Editorial
Arrecada bem, mas gasta muito
Em um primeiro momento é difícil de entender o que acontece com as contas do governo federal, pois fechou o primeiro semestre de 2024 com um déficit primário de R$ 68,69 bilhões, o pior desde 2020, e deve fechar o ano com uma cifra igualmente bilionária no negativo.
No entanto, a arrecadação da União com impostos e outras receitas teve recorde para o mês de setembro, alcançando R$ 203,17 bilhões, segundo dados divulgados ontem (22) pela Receita Federal. Também é o melhor desempenho arrecadatório para o acumulado de janeiro a setembro. No período, a arrecadação alcançou R$ 1,93 trilhão.
Quanto às receitas administradas pela Receita Federal, o valor arrecadado no mês passado de setembro ficou em R$ 196,64 bilhões.
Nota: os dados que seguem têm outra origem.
//! Channel density attribution solver.
//!
//! Data flows strictly forward; calibration completes before any step is
//! allocated:
//! ```text
//!  samples ──► delta ───┐
//!                       ├──► dominance ──► calibrate ──► allocate ──► aggregate
//!  curves ───► shares ──┘
//! ```
pub mod aggregate;
pub mod allocate;
pub mod calibrate;
pub mod config;
pub mod delta;
pub mod dominance;
pub mod shares;


use serde::Serialize;

use crate::data::model::{ChannelCurve, Sample};
use crate::data::sampler::DrawSampler;

pub use aggregate::{ChannelSummary, RunningAttribution, ToneSnapshot};
pub use allocate::DensityProfile;
pub use config::{ConstantMode, SolverConfig, load_config};
pub use dominance::Evidence;
pub use shares::ShareMatrix;

// ---------------------------------------------------------------------------
// DensityReport – everything one solve produces
// ---------------------------------------------------------------------------

/// One channel's place in the calibration order.
#[derive(Debug, Clone, PartialEq, Serialize)]
pub struct OrderEntry {
    pub name: String,
    /// First step where the channel showed evidence.
    pub step: Option<usize>,
    pub evidence: Evidence,
}

/// Complete attribution of a measured ramp to its ink channels.
#[derive(Debug, Clone, PartialEq, Serialize)]
pub struct DensityReport {
    pub inputs: Vec<f64>,
    pub l_values: Vec<f64>,
    pub delta_l: Vec<f64>,
    pub total_density: f64,
    pub channel_shares: ShareMatrix,
    /// Active channel names in input order.
    pub active_channels: Vec<String>,
    pub calibration_order: Vec<OrderEntry>,
    /// Per-channel constants and contributions, in channel order.
    pub channels: Vec<ChannelSummary>,
    pub density_profiles: Vec<DensityProfile>,
    pub running_attribution: Vec<RunningAttribution>,
    pub snapshots: Vec<ToneSnapshot>,
    /// Channel that absorbed unclaimed density during calibration.
    pub absorber: Option<String>,
    /// Steps finished by the fail-open fallback.
    pub fallback_steps: Vec<usize>,
    pub config: SolverConfig,
}

impl DensityReport {
    pub fn channel(&self, name: &str) -> Option<&ChannelSummary> {
        self.channels.iter().find(|c| c.name == name)
    }

    /// Normalised density constant of a channel (0 when not active).
    pub fn density_constant(&self, name: &str) -> f64 {
        self.channel(name).map_or(0.0, |c| c.density_constant)
    }

    pub fn cumulative(&self, name: &str) -> f64 {
        self.channel(name).map_or(0.0, |c| c.cumulative)
    }

    pub fn contribution_pct(&self, name: &str) -> f64 {
        self.channel(name).map_or(0.0, |c| c.contribution_pct)
    }

    /// Absolute density attributed to a channel at one step.
    pub fn step_contribution(&self, step: usize, name: &str) -> f64 {
        self.density_profiles
            .get(step)
            .and_then(|p| p.shares.get(name).map(|share| share * p.density))
            .unwrap_or(0.0)
    }

    pub fn len(&self) -> usize {
        self.inputs.len()
    }

    pub fn is_empty(&self) -> bool {
        self.inputs.is_empty()
    }
}

// ---------------------------------------------------------------------------
// Entry points
// ---------------------------------------------------------------------------

/// Solve with the draw sampler named in the config.
pub fn solve(samples: &[Sample], channels: &[ChannelCurve], config: &SolverConfig) -> DensityReport {
    solve_with_sampler(samples, channels, &config.sampler, config)
}

/// Attribute a measured ramp to its ink channels.
///
/// `samples` must be sorted by input level.  Never fails: degenerate input
/// (no ink, one sample, flat ramp) yields a complete report with zeros.
pub fn solve_with_sampler<S: DrawSampler + ?Sized>(
    samples: &[Sample],
    channels: &[ChannelCurve],
    sampler: &S,
    config: &SolverConfig,
) -> DensityReport {
    let eps = config.epsilon;
    let inputs: Vec<f64> = samples.iter().map(|s| s.input).collect();
    let l_values: Vec<f64> = samples.iter().map(|s| s.lstar).collect();

    let deltas = delta::extract_deltas(samples);
    let total_density = delta::total_density(&deltas);
    let matrix = shares::compute_shares(samples, channels, sampler);
    let active = shares::active_channels(channels, eps);

    // calibrate fully before allocating anything
    let order = dominance::calibration_order(&active, &matrix, &deltas, config);
    let calibration = calibrate::calibrate(&order, &matrix, &deltas, total_density, config);

    let allocation = allocate::allocate(&inputs, &deltas, &matrix, &active, &calibration.constants, config);

    let summaries = aggregate::summarize(&matrix, &calibration, &allocation, total_density, eps);
    let running = aggregate::running_attribution(&matrix, &active, &allocation, total_density, eps);
    let snapshots = aggregate::tone_snapshots(&inputs, &deltas, &matrix, &active);

    log::info!(
        "solved {} steps, {} active channels, total density {total_density:.3}, {} fallback steps",
        samples.len(),
        active.len(),
        allocation.fallback_steps.len()
    );

    DensityReport {
        inputs,
        l_values,
        delta_l: deltas,
        total_density,
        active_channels: active.iter().map(|&ch| matrix.name(ch).to_string()).collect(),
        calibration_order: order
            .iter()
            .map(|e| OrderEntry {
                name: matrix.name(e.channel).to_string(),
                step: e.step,
                evidence: e.evidence,
            })
            .collect(),
        channels: summaries,
        density_profiles: allocation.profiles,
        running_attribution: running,
        snapshots,
        absorber: calibration.absorber.map(|ch| matrix.name(ch).to_string()),
        fallback_steps: allocation.fallback_steps,
        channel_shares: matrix,
        config: config.clone(),
    }
}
No acumulado do ano, a arrecadação do órgão federal alcançou R$ 1,84 trilhão. Os dados sobre a arrecadação estão disponíveis no site da Receita Federal.
Para o contribuinte — o(a) cidadão(a) brasileiro(a) pagador(a) de impostos — fica uma lógica o governo gasta muito mais do que arrecada. Porém, todo esse gasto, a grosso modo não interfere para melhor na vida do(a) cidadão(a). Ou seja, não há uma única melhoria na vida do povo brasileiro que justifique tanta gastança.
As contas públicas são objeto de atenção constante de gestores públicos, economistas, jornalistas, investidores e também do cidadão comum. Afinal, elas têm uma influência muito forte e decisiva no cenário econômico nacional e internacional e interfere na vida de todos. As contas públicas totalizam os gastos e as receitas do principal agente da economia nacional: o governo federal.
O governo recolhe impostos, taxas e contribuições para pagar a prestação de serviços à população. Ele também financia suas atividades levantando dinheiro com a venda de títulos públicos. As contabilidades dessas operações são feitas mensalmente e totalizadas em dois indicadores: o “resultado primário” e o “resultado nominal.”
O resultado primário indica o saldo entre os valores arrecadados e os valores gastos. Quando há mais arrecadação do que gasto, há superávit primário. Quando há mais gasto do que arrecadação — como vem ocorrendo continuamente no governo Lula —, há déficit primário.
O termo “primário” significa que o resultado não contabiliza outros valores, por exemplo aqueles que o governo desembolsou pagando juros ou resgates de títulos emitidos da dívida pública federal, e nem aquilo que arrecadou com a venda de novos títulos no mercado financeiro, dentro e fora do Brasil, junto a bancos, fundos de pensão, empresas e até pessoas físicas.
O indicador que faz essa contabilidade é o “resultado nominal”, que em síntese é a diferença, em determinado período, entre as receitas totais (arrecadação mais aplicações financeiras) e as despesas totais (gastos mais despesas com juros). Os resultados nominais acumulados são totalizados no estoque da dívida pública.
De acordo com o diretor de Estudos e Políticas Macroeconômicas do Instituto de Pesquisa Econômica Aplicada (Ipea), o economista Marco Antônio Cavalcanti, “a maioria dos países olha para a geração de superávits primários como sendo o requisito necessário para que os governos consigam levar uma trajetória sustentável da dívida pública de forma virtuosa”.
O resultado primário é o caminho mais fácil para se avaliar se o déficit eventualmente é causado por conta de o governo estar gastando muito. E é esse o caso.
Segundo ele, o resultado primário é uma informação muito sensível aos investidores. “Quando alguém resolve comprar títulos da dívida pública, avaliar a possibilidade de montar um negócio no Brasil ou expandir as suas operações, precisa ter algum grau de certeza de que o país não corre o risco de quebrar. Eles estão olhando, na verdade, se o governo tem capacidade, ou pelo menos está na trajetória, de conseguir arcar com as suas despesas de forma mais estrutural”.
Resumindo, é notório que algo não vai bem. O dinheiro entra fácil e a todo momento nas contas do governo. Mas, ao que parece, também sai com uma velocidade impressionante. Há de se buscar um equilíbrio em nome do bem estar de todos os brasileiros e fechar, urgentemente, a torneira da gastança desenfreada.